(WORK TO COMPLETE): A single figure is required: the number of lines in the listing below containing the word "blocks".

(SOURCE RECORDS):

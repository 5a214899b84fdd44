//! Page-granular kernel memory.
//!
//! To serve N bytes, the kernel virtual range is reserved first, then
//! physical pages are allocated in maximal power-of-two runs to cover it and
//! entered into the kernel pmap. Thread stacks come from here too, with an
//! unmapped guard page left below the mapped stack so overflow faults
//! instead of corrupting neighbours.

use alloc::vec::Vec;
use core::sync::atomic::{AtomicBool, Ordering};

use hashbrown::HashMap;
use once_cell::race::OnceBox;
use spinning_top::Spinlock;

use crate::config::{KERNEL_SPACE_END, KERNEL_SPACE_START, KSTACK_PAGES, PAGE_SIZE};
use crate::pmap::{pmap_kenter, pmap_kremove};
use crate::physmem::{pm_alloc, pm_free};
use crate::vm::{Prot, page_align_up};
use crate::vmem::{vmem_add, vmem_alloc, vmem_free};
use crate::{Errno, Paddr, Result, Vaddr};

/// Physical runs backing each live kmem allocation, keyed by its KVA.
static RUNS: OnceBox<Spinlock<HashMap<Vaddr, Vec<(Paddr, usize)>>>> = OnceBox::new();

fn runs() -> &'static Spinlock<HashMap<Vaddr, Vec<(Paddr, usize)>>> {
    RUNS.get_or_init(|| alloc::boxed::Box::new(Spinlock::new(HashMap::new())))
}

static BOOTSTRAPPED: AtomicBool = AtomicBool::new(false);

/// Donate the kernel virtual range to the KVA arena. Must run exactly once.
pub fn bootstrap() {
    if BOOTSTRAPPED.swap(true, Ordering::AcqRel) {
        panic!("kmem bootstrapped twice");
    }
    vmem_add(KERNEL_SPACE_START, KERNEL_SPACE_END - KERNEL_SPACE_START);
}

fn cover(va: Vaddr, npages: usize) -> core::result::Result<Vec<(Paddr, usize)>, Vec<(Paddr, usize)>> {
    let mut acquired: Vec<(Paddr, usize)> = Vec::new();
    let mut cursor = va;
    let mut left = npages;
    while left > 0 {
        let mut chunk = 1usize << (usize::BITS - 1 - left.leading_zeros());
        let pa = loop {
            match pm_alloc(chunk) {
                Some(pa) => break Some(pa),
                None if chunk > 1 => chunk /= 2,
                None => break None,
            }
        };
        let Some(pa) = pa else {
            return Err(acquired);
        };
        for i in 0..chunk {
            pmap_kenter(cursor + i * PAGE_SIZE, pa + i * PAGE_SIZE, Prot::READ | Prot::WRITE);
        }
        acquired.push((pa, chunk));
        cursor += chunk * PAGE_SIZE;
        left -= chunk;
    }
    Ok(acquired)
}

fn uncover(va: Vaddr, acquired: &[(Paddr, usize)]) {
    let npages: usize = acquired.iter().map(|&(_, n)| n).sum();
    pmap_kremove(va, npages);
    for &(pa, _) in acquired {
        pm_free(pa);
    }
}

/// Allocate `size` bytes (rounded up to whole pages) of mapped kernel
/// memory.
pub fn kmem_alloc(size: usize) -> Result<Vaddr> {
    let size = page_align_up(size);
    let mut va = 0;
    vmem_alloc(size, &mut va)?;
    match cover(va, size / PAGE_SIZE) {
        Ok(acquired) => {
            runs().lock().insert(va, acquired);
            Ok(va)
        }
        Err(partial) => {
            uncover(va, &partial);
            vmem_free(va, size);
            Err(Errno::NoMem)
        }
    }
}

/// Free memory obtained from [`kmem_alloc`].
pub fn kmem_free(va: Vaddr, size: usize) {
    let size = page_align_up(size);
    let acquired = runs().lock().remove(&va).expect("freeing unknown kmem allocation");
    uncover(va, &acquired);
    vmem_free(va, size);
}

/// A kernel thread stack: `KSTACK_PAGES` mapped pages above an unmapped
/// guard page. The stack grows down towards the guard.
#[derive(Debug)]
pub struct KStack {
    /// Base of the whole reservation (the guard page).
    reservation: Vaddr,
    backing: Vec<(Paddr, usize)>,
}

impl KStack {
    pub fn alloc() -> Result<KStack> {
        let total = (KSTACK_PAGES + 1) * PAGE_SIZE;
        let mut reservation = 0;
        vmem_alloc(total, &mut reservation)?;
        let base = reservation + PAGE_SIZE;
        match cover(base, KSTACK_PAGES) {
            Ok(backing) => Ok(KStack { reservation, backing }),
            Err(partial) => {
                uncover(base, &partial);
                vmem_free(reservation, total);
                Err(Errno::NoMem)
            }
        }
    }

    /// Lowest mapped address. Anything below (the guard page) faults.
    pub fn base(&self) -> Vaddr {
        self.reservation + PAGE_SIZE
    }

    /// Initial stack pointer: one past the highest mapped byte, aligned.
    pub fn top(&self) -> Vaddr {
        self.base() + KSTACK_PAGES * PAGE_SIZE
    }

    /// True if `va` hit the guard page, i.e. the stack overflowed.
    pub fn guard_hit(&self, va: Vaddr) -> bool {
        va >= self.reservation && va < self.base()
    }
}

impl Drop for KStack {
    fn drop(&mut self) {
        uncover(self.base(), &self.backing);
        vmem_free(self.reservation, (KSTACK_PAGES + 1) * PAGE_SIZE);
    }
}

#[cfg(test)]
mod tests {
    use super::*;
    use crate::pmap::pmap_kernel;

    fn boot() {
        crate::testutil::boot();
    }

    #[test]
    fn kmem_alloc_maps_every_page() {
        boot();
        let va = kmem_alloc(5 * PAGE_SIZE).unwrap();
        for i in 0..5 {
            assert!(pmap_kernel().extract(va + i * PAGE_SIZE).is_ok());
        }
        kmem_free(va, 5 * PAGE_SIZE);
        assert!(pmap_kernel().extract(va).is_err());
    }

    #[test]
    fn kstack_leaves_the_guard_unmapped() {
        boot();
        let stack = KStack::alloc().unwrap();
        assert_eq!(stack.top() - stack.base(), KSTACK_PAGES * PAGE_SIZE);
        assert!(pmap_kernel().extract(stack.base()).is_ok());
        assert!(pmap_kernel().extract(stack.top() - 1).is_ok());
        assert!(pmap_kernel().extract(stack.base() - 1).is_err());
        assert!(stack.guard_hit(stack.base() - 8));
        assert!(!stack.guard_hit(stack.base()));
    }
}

...

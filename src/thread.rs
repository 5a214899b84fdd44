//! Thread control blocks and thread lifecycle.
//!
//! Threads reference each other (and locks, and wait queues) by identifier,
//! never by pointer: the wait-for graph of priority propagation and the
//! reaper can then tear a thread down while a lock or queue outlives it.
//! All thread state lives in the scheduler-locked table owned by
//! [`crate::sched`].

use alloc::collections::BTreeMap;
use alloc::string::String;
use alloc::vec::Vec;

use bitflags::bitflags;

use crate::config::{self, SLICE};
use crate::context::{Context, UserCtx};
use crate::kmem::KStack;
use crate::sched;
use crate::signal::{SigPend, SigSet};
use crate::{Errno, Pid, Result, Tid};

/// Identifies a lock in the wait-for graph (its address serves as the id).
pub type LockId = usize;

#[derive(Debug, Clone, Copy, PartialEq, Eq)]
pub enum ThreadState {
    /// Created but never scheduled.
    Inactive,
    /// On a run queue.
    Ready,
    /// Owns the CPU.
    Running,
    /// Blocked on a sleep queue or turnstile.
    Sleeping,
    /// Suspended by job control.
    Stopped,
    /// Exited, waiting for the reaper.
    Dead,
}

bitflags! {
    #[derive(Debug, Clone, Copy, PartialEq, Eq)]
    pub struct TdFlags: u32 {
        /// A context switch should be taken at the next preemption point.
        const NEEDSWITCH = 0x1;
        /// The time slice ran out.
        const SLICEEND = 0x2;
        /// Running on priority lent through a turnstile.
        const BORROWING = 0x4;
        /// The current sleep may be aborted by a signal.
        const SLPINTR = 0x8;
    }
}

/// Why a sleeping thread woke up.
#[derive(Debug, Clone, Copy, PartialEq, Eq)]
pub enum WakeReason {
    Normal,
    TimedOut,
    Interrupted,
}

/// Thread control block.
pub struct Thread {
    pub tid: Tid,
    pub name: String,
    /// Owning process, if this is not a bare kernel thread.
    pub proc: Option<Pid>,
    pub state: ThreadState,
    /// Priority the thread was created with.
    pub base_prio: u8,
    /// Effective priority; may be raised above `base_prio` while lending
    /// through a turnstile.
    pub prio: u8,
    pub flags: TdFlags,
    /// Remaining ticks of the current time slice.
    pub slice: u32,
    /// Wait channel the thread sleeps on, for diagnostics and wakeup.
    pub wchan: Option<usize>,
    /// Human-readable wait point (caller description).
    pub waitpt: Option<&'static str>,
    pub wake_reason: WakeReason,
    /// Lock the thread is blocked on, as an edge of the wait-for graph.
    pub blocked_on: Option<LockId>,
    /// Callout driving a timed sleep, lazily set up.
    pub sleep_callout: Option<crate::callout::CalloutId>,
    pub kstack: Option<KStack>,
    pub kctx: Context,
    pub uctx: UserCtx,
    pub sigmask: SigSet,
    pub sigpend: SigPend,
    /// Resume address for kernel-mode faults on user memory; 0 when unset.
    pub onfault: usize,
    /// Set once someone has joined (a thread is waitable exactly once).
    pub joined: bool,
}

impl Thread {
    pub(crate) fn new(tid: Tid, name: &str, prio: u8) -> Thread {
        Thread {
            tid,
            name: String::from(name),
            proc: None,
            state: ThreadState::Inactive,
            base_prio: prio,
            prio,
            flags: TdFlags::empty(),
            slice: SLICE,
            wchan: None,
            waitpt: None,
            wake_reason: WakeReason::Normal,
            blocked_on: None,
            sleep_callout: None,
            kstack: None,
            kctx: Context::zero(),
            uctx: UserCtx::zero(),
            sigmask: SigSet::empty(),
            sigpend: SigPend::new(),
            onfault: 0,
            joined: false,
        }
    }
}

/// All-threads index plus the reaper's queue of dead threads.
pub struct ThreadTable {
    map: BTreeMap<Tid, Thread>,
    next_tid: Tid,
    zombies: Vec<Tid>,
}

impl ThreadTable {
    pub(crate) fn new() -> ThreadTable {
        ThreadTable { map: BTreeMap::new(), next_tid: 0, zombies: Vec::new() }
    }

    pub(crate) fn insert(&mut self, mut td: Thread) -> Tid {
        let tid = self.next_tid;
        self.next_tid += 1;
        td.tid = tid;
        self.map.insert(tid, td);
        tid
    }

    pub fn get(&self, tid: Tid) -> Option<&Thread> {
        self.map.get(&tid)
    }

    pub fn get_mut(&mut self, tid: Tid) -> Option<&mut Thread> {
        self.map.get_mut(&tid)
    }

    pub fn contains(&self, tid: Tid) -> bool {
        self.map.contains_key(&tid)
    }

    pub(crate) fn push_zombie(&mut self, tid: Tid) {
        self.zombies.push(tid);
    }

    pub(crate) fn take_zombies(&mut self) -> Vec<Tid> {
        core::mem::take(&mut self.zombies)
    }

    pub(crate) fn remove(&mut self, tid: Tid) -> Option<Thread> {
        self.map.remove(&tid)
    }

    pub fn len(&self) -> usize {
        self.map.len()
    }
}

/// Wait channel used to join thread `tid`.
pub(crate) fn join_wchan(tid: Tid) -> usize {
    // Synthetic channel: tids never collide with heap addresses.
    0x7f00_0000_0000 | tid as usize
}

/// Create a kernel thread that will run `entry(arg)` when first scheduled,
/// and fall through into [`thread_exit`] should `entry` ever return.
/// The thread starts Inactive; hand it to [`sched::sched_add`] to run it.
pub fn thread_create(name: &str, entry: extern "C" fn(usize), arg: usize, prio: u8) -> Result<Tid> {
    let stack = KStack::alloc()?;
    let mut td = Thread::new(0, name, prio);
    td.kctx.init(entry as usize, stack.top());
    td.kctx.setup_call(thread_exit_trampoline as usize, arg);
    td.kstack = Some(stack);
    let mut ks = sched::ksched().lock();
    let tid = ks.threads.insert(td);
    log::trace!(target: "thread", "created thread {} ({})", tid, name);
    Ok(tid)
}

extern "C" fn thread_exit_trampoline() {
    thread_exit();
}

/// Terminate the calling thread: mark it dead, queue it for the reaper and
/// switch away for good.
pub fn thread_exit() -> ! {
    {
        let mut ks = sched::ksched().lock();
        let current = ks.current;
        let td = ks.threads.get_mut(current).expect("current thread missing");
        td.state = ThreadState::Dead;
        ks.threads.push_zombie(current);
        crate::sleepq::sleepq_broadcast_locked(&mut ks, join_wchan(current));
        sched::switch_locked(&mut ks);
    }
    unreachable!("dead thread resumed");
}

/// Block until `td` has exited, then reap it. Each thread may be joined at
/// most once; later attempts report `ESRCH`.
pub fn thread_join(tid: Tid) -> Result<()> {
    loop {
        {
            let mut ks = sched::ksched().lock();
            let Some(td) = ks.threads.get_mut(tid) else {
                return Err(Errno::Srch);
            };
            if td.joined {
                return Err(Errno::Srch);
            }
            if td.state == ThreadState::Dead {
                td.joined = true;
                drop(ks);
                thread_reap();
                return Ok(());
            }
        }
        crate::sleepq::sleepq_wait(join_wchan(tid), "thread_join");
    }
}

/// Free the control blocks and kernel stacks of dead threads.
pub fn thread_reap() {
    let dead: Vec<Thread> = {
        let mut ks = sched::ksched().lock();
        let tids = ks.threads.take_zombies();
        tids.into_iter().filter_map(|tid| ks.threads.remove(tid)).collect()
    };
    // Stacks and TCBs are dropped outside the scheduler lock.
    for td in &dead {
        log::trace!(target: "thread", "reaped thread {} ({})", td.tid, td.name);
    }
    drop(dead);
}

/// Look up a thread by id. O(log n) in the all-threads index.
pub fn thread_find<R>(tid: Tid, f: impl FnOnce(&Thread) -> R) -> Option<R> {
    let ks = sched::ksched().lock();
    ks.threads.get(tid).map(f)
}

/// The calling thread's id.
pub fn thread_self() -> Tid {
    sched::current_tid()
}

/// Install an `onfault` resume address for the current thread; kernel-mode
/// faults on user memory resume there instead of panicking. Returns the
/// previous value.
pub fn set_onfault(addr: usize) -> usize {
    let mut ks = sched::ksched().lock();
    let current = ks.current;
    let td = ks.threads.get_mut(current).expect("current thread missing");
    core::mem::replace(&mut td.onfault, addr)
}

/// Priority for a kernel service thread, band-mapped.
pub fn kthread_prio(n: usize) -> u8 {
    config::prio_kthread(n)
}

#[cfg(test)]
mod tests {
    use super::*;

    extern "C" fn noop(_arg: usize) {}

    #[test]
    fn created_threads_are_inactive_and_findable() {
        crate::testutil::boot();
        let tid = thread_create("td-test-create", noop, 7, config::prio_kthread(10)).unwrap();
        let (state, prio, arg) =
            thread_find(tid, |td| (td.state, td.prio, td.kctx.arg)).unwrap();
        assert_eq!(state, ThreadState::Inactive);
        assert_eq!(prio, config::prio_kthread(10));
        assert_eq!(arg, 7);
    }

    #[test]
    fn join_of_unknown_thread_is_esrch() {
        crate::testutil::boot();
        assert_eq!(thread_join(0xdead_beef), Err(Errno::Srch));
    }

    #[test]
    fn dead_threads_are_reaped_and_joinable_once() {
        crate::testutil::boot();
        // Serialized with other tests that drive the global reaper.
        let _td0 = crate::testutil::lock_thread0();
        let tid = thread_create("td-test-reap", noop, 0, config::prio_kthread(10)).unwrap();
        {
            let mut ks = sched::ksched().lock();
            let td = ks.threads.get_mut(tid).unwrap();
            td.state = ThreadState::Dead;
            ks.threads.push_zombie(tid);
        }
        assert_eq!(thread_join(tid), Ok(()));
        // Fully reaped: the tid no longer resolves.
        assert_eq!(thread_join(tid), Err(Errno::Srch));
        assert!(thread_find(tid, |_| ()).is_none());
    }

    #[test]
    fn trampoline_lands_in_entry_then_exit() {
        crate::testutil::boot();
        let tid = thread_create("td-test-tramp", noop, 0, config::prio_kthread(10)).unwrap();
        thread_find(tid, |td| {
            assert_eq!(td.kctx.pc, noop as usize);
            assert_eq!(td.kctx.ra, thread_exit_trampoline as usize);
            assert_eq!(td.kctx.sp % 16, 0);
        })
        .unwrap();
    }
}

(EXPECTED OUTPUT): 2